Hoffmann zitierte aus der HNA, dass ein stillgelegtes Wasserwerk im Frankfurter Stadtteil Hattersheim reaktiviert und ein Nassholz-Lagerplatz im Forstamt Burgwald nach 35 Jahren aufgegeben wurde, weil man damit pro Jahr 400 000 Liter Wasser einsparen könne. Noch sei die Gemeinde Allendorf ausreichend mit Trinkwasser versorgt. Man müsse aber an die Zukunft denken.

„Wir wollen Zusammenhänge zwischen den meteorologischen Bedingungen, dem Verbraucherverhalten der Bürger und den Versorgungsmöglichkeiten erkennen, um daraus Entscheidungskriterien abzuleiten, die uns Handlungsspielräume eröffnen, bevor wir gezwungen werden zu handeln“, sagte Hoffmann.

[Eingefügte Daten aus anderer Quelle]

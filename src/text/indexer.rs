//! Vocabulary indexing: word→index assignment and text→sequence conversion.
//!
//! The [`Indexer`] trait is the seam between [`TextProcessor`] and the
//! concrete indexing policy, so encoders can be tested against a fake
//! with deterministic indices. [`FrequencyIndexer`] is the default
//! implementation: indices are assigned 1..=N by descending corpus
//! frequency, ties broken by first encounter.
//!
//! [`TextProcessor`]: crate::text::TextProcessor

use std::collections::HashMap;

use crate::error::Result;
use crate::text::corpus::Text;
use crate::text::tokenize::WhitespaceTokenizer;
use crate::text::Tokenizer;

/// Punctuation and control characters stripped from raw units before
/// splitting. Pre-tokenized units are never filtered.
pub const DEFAULT_FILTERS: &str = "!\"#$%&()*+,-./:;<=>?@[\\]^_`{|}~\t\n";

/// Assigns integer indices to words and converts texts to index sequences.
///
/// Implementations own the learned word→index mapping. Index 0 is never
/// assigned: it is reserved as the padding value, so a fitted vocabulary
/// covers exactly `1..=vocab_size()`.
pub trait Indexer {
    /// Learn the vocabulary from sample texts.
    ///
    /// # Errors
    ///
    /// Returns an error if tokenizing a raw unit fails.
    fn fit(&mut self, texts: &[&Text]) -> Result<()>;

    /// Convert texts to sequences of vocabulary indices.
    ///
    /// Words absent from the vocabulary are dropped silently, so a
    /// sequence may be shorter than its text, or empty.
    ///
    /// # Errors
    ///
    /// Returns an error if tokenizing a raw unit fails.
    fn texts_to_sequences(&self, texts: &[Text]) -> Result<Vec<Vec<u32>>>;

    /// The learned word→index mapping (1-based).
    fn word_index(&self) -> &HashMap<String, u32>;

    /// Number of distinct words in the vocabulary.
    fn vocab_size(&self) -> usize {
        self.word_index().len()
    }
}

/// Frequency-ranked word indexer.
///
/// Counts every word across the fitted corpus and assigns indices
/// `1..=N` by count, descending; words with equal counts keep their
/// first-encounter order. Raw units are lowercased, stripped of the
/// [`DEFAULT_FILTERS`] characters, and split on whitespace; pre-tokenized
/// units are lowercased only.
///
/// Fitting again accumulates counts and re-ranks; [`TextProcessor`]
/// calls `fit` exactly once per processor.
///
/// # Examples
///
/// ```
/// use vectorizar::text::{FrequencyIndexer, Indexer, Text};
///
/// let texts: Vec<Text> = vec!["b a b".into(), "a b c".into()];
/// let refs: Vec<&Text> = texts.iter().collect();
///
/// let mut indexer = FrequencyIndexer::new();
/// indexer.fit(&refs).expect("fit should succeed");
///
/// // b appears 3 times, a twice, c once
/// assert_eq!(indexer.word_index()["b"], 1);
/// assert_eq!(indexer.word_index()["a"], 2);
/// assert_eq!(indexer.word_index()["c"], 3);
/// ```
///
/// [`TextProcessor`]: crate::text::TextProcessor
#[allow(missing_debug_implementations)]
pub struct FrequencyIndexer {
    /// Splitter for raw units.
    tokenizer: Box<dyn Tokenizer>,
    /// Lowercase every word before counting/lookup.
    lowercase: bool,
    /// Characters stripped from raw units before splitting.
    filters: String,
    /// Corpus-wide word counts (accumulated across fit calls).
    word_counts: HashMap<String, usize>,
    /// Words in first-encounter order; the stable tie-break for ranking.
    word_order: Vec<String>,
    /// Learned word→index mapping, 1-based.
    word_index: HashMap<String, u32>,
}

impl FrequencyIndexer {
    /// Create an indexer with default settings: whitespace tokenizer,
    /// lowercasing on, default filter set.
    #[must_use]
    pub fn new() -> Self {
        Self {
            tokenizer: Box::new(WhitespaceTokenizer::new()),
            lowercase: true,
            filters: DEFAULT_FILTERS.to_string(),
            word_counts: HashMap::new(),
            word_order: Vec::new(),
            word_index: HashMap::new(),
        }
    }

    /// Set the tokenizer used to split raw units.
    #[must_use]
    pub fn with_tokenizer(mut self, tokenizer: Box<dyn Tokenizer>) -> Self {
        self.tokenizer = tokenizer;
        self
    }

    /// Set whether words are lowercased before counting and lookup.
    #[must_use]
    pub fn with_lowercase(mut self, lowercase: bool) -> Self {
        self.lowercase = lowercase;
        self
    }

    /// Set the characters stripped from raw units before splitting.
    /// Pass an empty string to disable filtering.
    #[must_use]
    pub fn with_filters(mut self, filters: impl Into<String>) -> Self {
        self.filters = filters.into();
        self
    }

    /// Words of one text unit, normalized for counting and lookup.
    ///
    /// Raw units: lowercase, replace filter characters with spaces, split.
    /// Pre-tokenized units: lowercase each token as-is, no filtering.
    fn words(&self, text: &Text) -> Result<Vec<String>> {
        match text {
            Text::Raw(s) => {
                let lowered = if self.lowercase {
                    s.to_lowercase()
                } else {
                    s.clone()
                };
                let cleaned: String = lowered
                    .chars()
                    .map(|c| if self.filters.contains(c) { ' ' } else { c })
                    .collect();
                self.tokenizer.tokenize(&cleaned)
            }
            Text::Tokens(tokens) => Ok(tokens
                .iter()
                .map(|t| {
                    if self.lowercase {
                        t.to_lowercase()
                    } else {
                        t.clone()
                    }
                })
                .collect()),
        }
    }
}

impl Default for FrequencyIndexer {
    fn default() -> Self {
        Self::new()
    }
}

impl Indexer for FrequencyIndexer {
    fn fit(&mut self, texts: &[&Text]) -> Result<()> {
        for text in texts {
            for word in self.words(text)? {
                if !self.word_counts.contains_key(&word) {
                    self.word_order.push(word.clone());
                }
                *self.word_counts.entry(word).or_insert(0) += 1;
            }
        }

        // Rank by count descending; the sort is stable, so equal counts
        // keep first-encounter order.
        let mut ranked: Vec<(String, usize)> = self
            .word_order
            .iter()
            .map(|w| (w.clone(), self.word_counts.get(w).copied().unwrap_or(0)))
            .collect();
        ranked.sort_by(|a, b| b.1.cmp(&a.1));

        self.word_index = ranked
            .into_iter()
            .enumerate()
            .map(|(rank, (word, _))| (word, (rank + 1) as u32))
            .collect();

        Ok(())
    }

    fn texts_to_sequences(&self, texts: &[Text]) -> Result<Vec<Vec<u32>>> {
        texts
            .iter()
            .map(|text| {
                let sequence = self
                    .words(text)?
                    .into_iter()
                    .filter_map(|word| self.word_index.get(&word).copied())
                    .collect();
                Ok(sequence)
            })
            .collect()
    }

    fn word_index(&self) -> &HashMap<String, u32> {
        &self.word_index
    }
}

SPD sichert Unterstützung zu

„Die Trinkwasserversorgung ist Teil der öffentlichen Daseinsvorsorge, dementsprechend ist es sinnvoll, die Wasserversorgung auf den Prüfstand zu stellen“, sagte Christopher Ostrowski und sicherte damit die Unterstützung der SPD-Fraktion zu.

Bestandteil des Prüfauftrages ist es, herauszufinden, ob es Möglichkeiten für Synergien gibt, die künftig eine unabhängige Trinkwasserversorgung der fusionierten Gemeinde Allendorf ermöglichen. Das wurde einstimmig beschlossen.

Passend zum Trinkwasserschutz, haben sich die Allendorfer Politiker auch Gedanken zur Nutzung von Regenwasser gemacht. Der Gemeindevorstand wurde beauftragt, ein Förderprogramm zur Regenwassernutzung zu entwickeln. CDU/BLO hatten dazu einen Antrag eingebracht.

Förderprogramm für Regenwassernutzung

Die letzten drei trockenen Jahre hätten bereits einen Vorgeschmack auf den anrollenden Klimawandel gegeben, sagte Carsten Schäfer, Fraktionsvorsitzender der BLO. Durch eine Regenwassernutzungsanlage könne man im privaten Haushalt bis zu 50 Prozent Frisch- bzw. Trinkwasser einsparen. Der Löwenanteil entfalle dabei auf die Toilettenspülung, die Nutzung der Waschmaschine sowie die Bewässerung von Pflanzen.

Nach einer Beispielrechnung des Umweltbundesamtes amortisiere sich eine Regenwasser-Zisterne erst nach mehr als zehn Jahren. Mit einer zu erwartenden Lebensdauer von 40 Jahren sei eine Regenwasser-Nutzungsanlage jedoch eine Investition in die Zukunft, sagte Schäfer.

Niemand könne heute sagen, wie sich die Trink- und Abwasserpreise entwickeln werden. Ein Förderprogramm für Regenwassernutzungsanlagen könne aber helfen, die knapper werdenden Ressourcen zu schützen.

Aus der Sicht von Christopher Ostrowski, dem Fraktionsvorsitzenden der SPD, stellt ein Förderprogramm zur Regenwassernutzung einen Anreiz für jeden dar, der sich von der Trinkwasserversorgung unabhängiger machen möchte.

Ostrowski erinnerte daran, dass es früher schon einmal ein solches Förderprogramm in Allendorf/Eder gab, das seinerzeit von der SPD initiiert worden war.